Comment les écolos voient la laïcité

Nous publions ci-dessous des extraits d’un texte paru dans Libération* et rédigé par Eva Joly, députée européenne, Noël Mamère, député français (tous deux pour Europe Ecologie-Les Verts) et Esther Benbassa, historienne et universitaire. Une intéressante réflexion qui vaut aussi pour la Belgique.

 
Le thème de la laïcité revient au centre du débat politique. Mais l’a-t-il jamais quitté ? Il hante depuis des années le cœur du nationalisme (ré)émergent des pays européens et la France ne fait l’impasse sur aucune de ses déclinaisons possibles.
De la loi contre le port de signes religieux distinctifs à l’école à celle interdisant la burqa, des «émeutes de banlieue» et des prières de rue devenues les symboles d’un islam d’«occupation» à la dénonciation en boucle du «terrorisme musulman», nous remâchons notre incapacité à sortir d’obsessions entretenues avec art par la droite et l’extrême droite.
La campagne présidentielle qui s’annonce risque fort d’exacerber un peu plus ce genre de passions, faute de projets politiques et économiques susceptibles de donner de l’espoir aux Français, plongés dans le pessimisme. (…)
La laïcité est une noble idée, susceptible de faire cohabiter, dans un même espace et dans le respect de chacune d’elles, des religions et des cultures différentes, et de garantir l’accès de tous sans distinction à une citoyenneté responsable.

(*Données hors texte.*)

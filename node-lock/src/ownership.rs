use std::collections::HashSet;
use std::fmt;
use std::hash::Hash;

use crate::error::{LockError, Result};
use crate::mode::LockType;

/// Identity on whose behalf a lock is held.
///
/// Equal owners are the same logical owner, whichever thread acts for them.
pub trait LockOwner: Eq + Hash + Clone + fmt::Debug + Send + Sync + 'static {}

impl<T> LockOwner for T where T: Eq + Hash + Clone + fmt::Debug + Send + Sync + 'static {}

/// Who holds a resource: any number of readers or a single writer.
///
/// Readers and a writer coexist only where the engine lets writers in next
/// to readers (`ReadUncommitted`, `ReadCommitted`).
#[derive(Debug, Clone)]
pub struct OwnershipMap<O> {
    writer: Option<O>,
    readers: HashSet<O>,
}

impl<O: LockOwner> OwnershipMap<O> {
    pub fn new() -> Self {
        Self {
            writer: None,
            readers: HashSet::new(),
        }
    }

    pub fn is_owner(&self, owner: &O, kind: LockType) -> bool {
        (kind.includes_write() && self.writer.as_ref() == Some(owner))
            || (kind.includes_read() && self.readers.contains(owner))
    }

    /// Returns `false` if `owner` was already a reader.
    pub fn add_reader(&mut self, owner: O) -> bool {
        self.readers.insert(owner)
    }

    pub fn remove_reader(&mut self, owner: &O) -> bool {
        self.readers.remove(owner)
    }

    /// Fails if a writer is already recorded; the engine admits one writer
    /// at a time so this indicates corrupted state.
    pub fn set_writer_if_absent(&mut self, owner: O) -> Result<()> {
        if let Some(current) = &self.writer {
            return Err(LockError::IllegalState(format!(
                "write owner already set to {current:?} while granting to {owner:?}"
            )));
        }
        self.writer = Some(owner);
        Ok(())
    }

    pub fn remove_writer(&mut self) -> Option<O> {
        self.writer.take()
    }

    /// Moves `owner` from the reader set to the writer slot.
    pub fn upgrade(&mut self, owner: &O) -> Result<()> {
        if !self.readers.remove(owner) {
            return Err(LockError::OwnerNotExisted(format!("{owner:?}")));
        }
        if let Some(current) = &self.writer {
            self.readers.insert(owner.clone());
            return Err(LockError::IllegalState(format!(
                "cannot upgrade {owner:?}: write owner is {current:?}"
            )));
        }
        self.writer = Some(owner.clone());
        Ok(())
    }

    pub fn writer(&self) -> Option<&O> {
        self.writer.as_ref()
    }

    pub fn readers(&self) -> impl Iterator<Item = &O> {
        self.readers.iter()
    }

    pub fn reader_count(&self) -> usize {
        self.readers.len()
    }

    pub fn is_read_locked(&self) -> bool {
        !self.readers.is_empty()
    }

    pub fn is_write_locked(&self) -> bool {
        self.writer.is_some()
    }

    /// Empties the map, returning the former readers and writer.
    pub fn clear(&mut self) -> (Vec<O>, Option<O>) {
        (self.readers.drain().collect(), self.writer.take())
    }
}

impl<O: LockOwner> Default for OwnershipMap<O> {
    fn default() -> Self {
        Self::new()
    }
}

impl<O: LockOwner> fmt::Display for OwnershipMap<O> {
    fn fmt(&self, f: &mut fmt::Formatter<'_>) -> fmt::Result {
        f.write_str("read owners: [")?;
        for (i, reader) in self.readers.iter().enumerate() {
            if i > 0 {
                f.write_str(", ")?;
            }
            write!(f, "{reader:?}")?;
        }
        f.write_str("], write owner: ")?;
        match &self.writer {
            Some(writer) => write!(f, "{writer:?}"),
            None => f.write_str("none"),
        }
    }
}
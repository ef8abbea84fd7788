use std::collections::HashSet;
use std::fmt;
use std::time::Duration;

use parking_lot::Mutex;
use tracing::{debug, error, trace};

use crate::engine::{EngineStats, LockEngine};
use crate::error::{LockError, Result};
use crate::factory;
use crate::isolation::IsolationLevel;
use crate::mode::{LockKind, LockType};
use crate::ownership::{LockOwner, OwnershipMap};

/// Who holds a resource at the moment it was sampled.
#[derive(Debug, Clone, PartialEq, Eq)]
pub struct LockStatus<O: LockOwner> {
    pub readers: HashSet<O>,
    pub writer: Option<O>,
}

impl<O: LockOwner> LockStatus<O> {
    pub fn is_read_locked(&self) -> bool {
        !self.readers.is_empty()
    }

    pub fn is_write_locked(&self) -> bool {
        self.writer.is_some()
    }

    pub fn is_locked(&self) -> bool {
        self.is_read_locked() || self.is_write_locked()
    }
}

/// Read/write lock of a single resource, owned by caller-supplied identities.
///
/// Acquisitions are reentrant per owner: asking again for access the owner
/// already has returns `Ok(false)` without blocking. A reader asking for the
/// write lock is upgraded in place.
///
/// Under [`IsolationLevel::None`] nothing is recorded: every acquisition
/// returns `Ok(true)` and the resource never reports itself locked.
///
/// ```
/// use std::time::Duration;
/// use node_lock::{IsolationLevel, LockType, ResourceLock};
///
/// let lock = ResourceLock::new("/a/b", IsolationLevel::RepeatableRead);
/// let timeout = Duration::from_millis(100);
///
/// assert!(lock.acquire_read(&"tx-1", timeout).unwrap());
/// assert!(!lock.acquire_read(&"tx-1", timeout).unwrap());
/// assert!(lock.acquire_write(&"tx-1", timeout).unwrap());
/// assert!(lock.is_owner(&"tx-1", LockType::Write));
///
/// lock.release(&"tx-1");
/// assert!(!lock.is_locked());
/// ```
#[derive(Debug)]
pub struct ResourceLock<O: LockOwner> {
    resource: String,
    engine: Box<dyn LockEngine>,
    owners: Mutex<OwnershipMap<O>>,
}

impl<O: LockOwner> ResourceLock<O> {
    pub fn new(resource: impl Into<String>, isolation: IsolationLevel) -> Self {
        Self::with_engine(resource, factory::engine_for(isolation))
    }

    pub fn with_engine(resource: impl Into<String>, engine: Box<dyn LockEngine>) -> Self {
        Self {
            resource: resource.into(),
            engine,
            owners: Mutex::new(OwnershipMap::new()),
        }
    }

    pub fn resource(&self) -> &str {
        &self.resource
    }

    pub fn acquire(&self, owner: &O, kind: LockKind, timeout: Duration) -> Result<bool> {
        match kind {
            LockKind::Read => self.acquire_read(owner, timeout),
            LockKind::Write => self.acquire_write(owner, timeout),
        }
    }

    /// Acquires shared access for `owner`.
    ///
    /// Returns `Ok(false)` if `owner` already holds the read or the write
    /// lock, and [`LockError::Timeout`] if access was not granted in time.
    pub fn acquire_read(&self, owner: &O, timeout: Duration) -> Result<bool> {
        if !self.engine.records_owners() {
            return Ok(true);
        }
        if self.owners.lock().is_owner(owner, LockType::Any) {
            trace!(resource = %self.resource, ?owner, "read requested by current owner");
            return Ok(false);
        }
        if !self.engine.try_read(timeout)? {
            return Err(self.timeout_error(owner, LockKind::Read, timeout));
        }
        let mut owners = self.owners.lock();
        // The same owner may have been granted from another thread meanwhile.
        if owners.is_owner(owner, LockType::Any) {
            self.engine.release_read();
            trace!(resource = %self.resource, ?owner, "read granted to a current owner");
            return Ok(false);
        }
        owners.add_reader(owner.clone());
        drop(owners);
        trace!(resource = %self.resource, ?owner, "read lock acquired");
        Ok(true)
    }

    /// Acquires exclusive access for `owner`, upgrading its read lock if it
    /// holds one.
    ///
    /// If the upgrade fails, `owner` is left holding nothing on this
    /// resource.
    pub fn acquire_write(&self, owner: &O, timeout: Duration) -> Result<bool> {
        if !self.engine.records_owners() {
            return Ok(true);
        }
        let is_reader = {
            let owners = self.owners.lock();
            if owners.is_owner(owner, LockType::Write) {
                trace!(resource = %self.resource, ?owner, "write requested by current writer");
                return Ok(false);
            }
            owners.is_owner(owner, LockType::Read)
        };

        if is_reader {
            self.upgrade(owner, timeout)?;
            return Ok(true);
        }

        if !self.engine.try_write(timeout)? {
            return Err(self.timeout_error(owner, LockKind::Write, timeout));
        }
        let mut owners = self.owners.lock();
        if owners.is_owner(owner, LockType::Write) {
            self.engine.release_write();
            trace!(resource = %self.resource, ?owner, "write granted to the current writer");
            return Ok(false);
        }
        if let Err(e) = owners.set_writer_if_absent(owner.clone()) {
            error!(resource = %self.resource, ?owner, error = %e, "write granted twice");
            self.engine.release_write();
            return Err(e);
        }
        drop(owners);
        trace!(resource = %self.resource, ?owner, "write lock acquired");
        Ok(true)
    }

    fn upgrade(&self, owner: &O, timeout: Duration) -> Result<()> {
        if let Err(e) = self.engine.upgrade(timeout) {
            let mut owners = self.owners.lock();
            owners.remove_reader(owner);
            // Recoverable failures leave the read grant with the engine.
            if matches!(e, LockError::Upgrade(_)) {
                self.engine.release_read();
            }
            let holders = owners.to_string();
            if e.is_fatal() {
                error!(resource = %self.resource, ?owner, error = %e, %holders, "lock upgrade failed");
            } else {
                debug!(resource = %self.resource, ?owner, error = %e, %holders, "lock upgrade failed");
            }
            return Err(e);
        }

        if let Err(e) = self.owners.lock().upgrade(owner) {
            error!(resource = %self.resource, ?owner, error = %e, "upgraded owner lost its read lock");
            self.engine.release_write();
            return Err(e);
        }
        trace!(resource = %self.resource, ?owner, "read lock upgraded to write");
        Ok(())
    }

    /// Releases whatever `owner` holds. Does nothing if it holds nothing.
    pub fn release(&self, owner: &O) {
        let mut owners = self.owners.lock();
        if owners.writer() == Some(owner) {
            owners.remove_writer();
            self.engine.release_write();
            trace!(resource = %self.resource, ?owner, "write lock released");
        } else if owners.remove_reader(owner) {
            self.engine.release_read();
            trace!(resource = %self.resource, ?owner, "read lock released");
        }
    }

    /// Force-releases every reader and the writer.
    pub fn release_all(&self) {
        let mut owners = self.owners.lock();
        let (readers, writer) = owners.clear();
        for _ in &readers {
            self.engine.release_read();
        }
        if writer.is_some() {
            self.engine.release_write();
        }
        if !readers.is_empty() || writer.is_some() {
            debug!(
                resource = %self.resource,
                readers = readers.len(),
                writer = ?writer,
                "all locks released"
            );
        }
    }

    /// Wakes every thread blocked on this resource with
    /// [`LockError::Interrupted`].
    pub fn interrupt_waiters(&self) {
        self.engine.interrupt_waiters();
    }

    pub fn is_owner(&self, owner: &O, kind: LockType) -> bool {
        self.owners.lock().is_owner(owner, kind)
    }

    pub fn is_read_locked(&self) -> bool {
        self.owners.lock().is_read_locked()
    }

    pub fn is_write_locked(&self) -> bool {
        self.owners.lock().is_write_locked()
    }

    pub fn is_locked(&self) -> bool {
        let owners = self.owners.lock();
        owners.is_read_locked() || owners.is_write_locked()
    }

    pub fn readers(&self) -> Vec<O> {
        self.owners.lock().readers().cloned().collect()
    }

    pub fn writer(&self) -> Option<O> {
        self.owners.lock().writer().cloned()
    }

    pub fn status(&self) -> LockStatus<O> {
        let owners = self.owners.lock();
        LockStatus {
            readers: owners.readers().cloned().collect(),
            writer: owners.writer().cloned(),
        }
    }

    pub fn engine_stats(&self) -> EngineStats {
        self.engine.stats()
    }

    fn timeout_error(&self, owner: &O, kind: LockKind, timeout: Duration) -> LockError {
        let holders = self.owners.lock().to_string();
        debug!(resource = %self.resource, ?owner, %kind, ?timeout, %holders, "lock acquisition timed out");
        LockError::Timeout {
            resource: self.resource.clone(),
            owner: format!("{owner:?}"),
            kind,
            timeout,
            holders,
        }
    }
}

impl<O: LockOwner> fmt::Display for ResourceLock<O> {
    fn fmt(&self, f: &mut fmt::Formatter<'_>) -> fmt::Result {
        write!(f, "{} ({})", self.resource, self.owners.lock())
    }
}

La République est une construction majestueuse, mais qui perd pied parce qu’elle n’a pas su tenir ses promesses. Qui croit sérieusement qu’elle incarne aujourd’hui la liberté, l’égalité et la fraternité ?
Nous pouvons pourtant encore sauver et la laïcité et la République, à condition qu’elles soient revisitées, qu’elles cessent d’appuyer un nationalisme exclusiviste et stérile, et servent au contraire à créer les conditions d’une socio diversité féconde. (…)
Le nationalisme est un anachronisme dans un monde où la globalisation ne concerne pas seulement l’économie, mais touche chacune des strates de sociétés en perpétuel mouvement, y démultipliant les contacts, les échanges, les brassages.
Ces mutations, ajoutées à la crise que nous traversons, suscitent naturellement des réactions en retour. Et elles sont inévitablement porteuses d’antagonismes.
Reste que, dans un tel environnement, la mobilisation du dynamisme des populations venues d’ailleurs, désireuses de réussir, est plus que jamais une urgence. Si les monocultures appauvrissent les sols, elles assèchent aussi les nations.
Une laïcité raisonnée qui reconnaisse la part de l’appartenance ethnique, culturelle, religieuse, linguistique, une République équilibrée en harmonie avec la mixité réelle, tels peuvent être les moteurs d’une société active et créative. (…)
Si l’on observe des replis communautaires chez les minorités, c’est aussi parce qu’on les empêche de s’enraciner, de produire librement des citoyens «utiles» aux nations dont elles sont partie intégrante (…)
L’école, l’habitat, l’emploi, l’entreprise, l’université peinent à devenir ce qu’ils devraient être : le creuset naturel d’une diversité positive. Sans minimiser les obstacles, il est pourtant possible, à condition de le vouloir, de créer un écosystème du mieux-vivre-ensemble pour réparer un tissu social déchiré par tant d’années d’incompréhensions mutuelles.
Pour défaire peu à peu, dans l’imaginaire comme dans le réel, ces frontières – entre ceux du «dedans» et ceux du «dehors», entre «eux» et «nous» – imposées par ceux qui excluent, mais désormais souvent assumées, voire revendiquées par beaucoup de ceux-là mêmes qui sont exclus.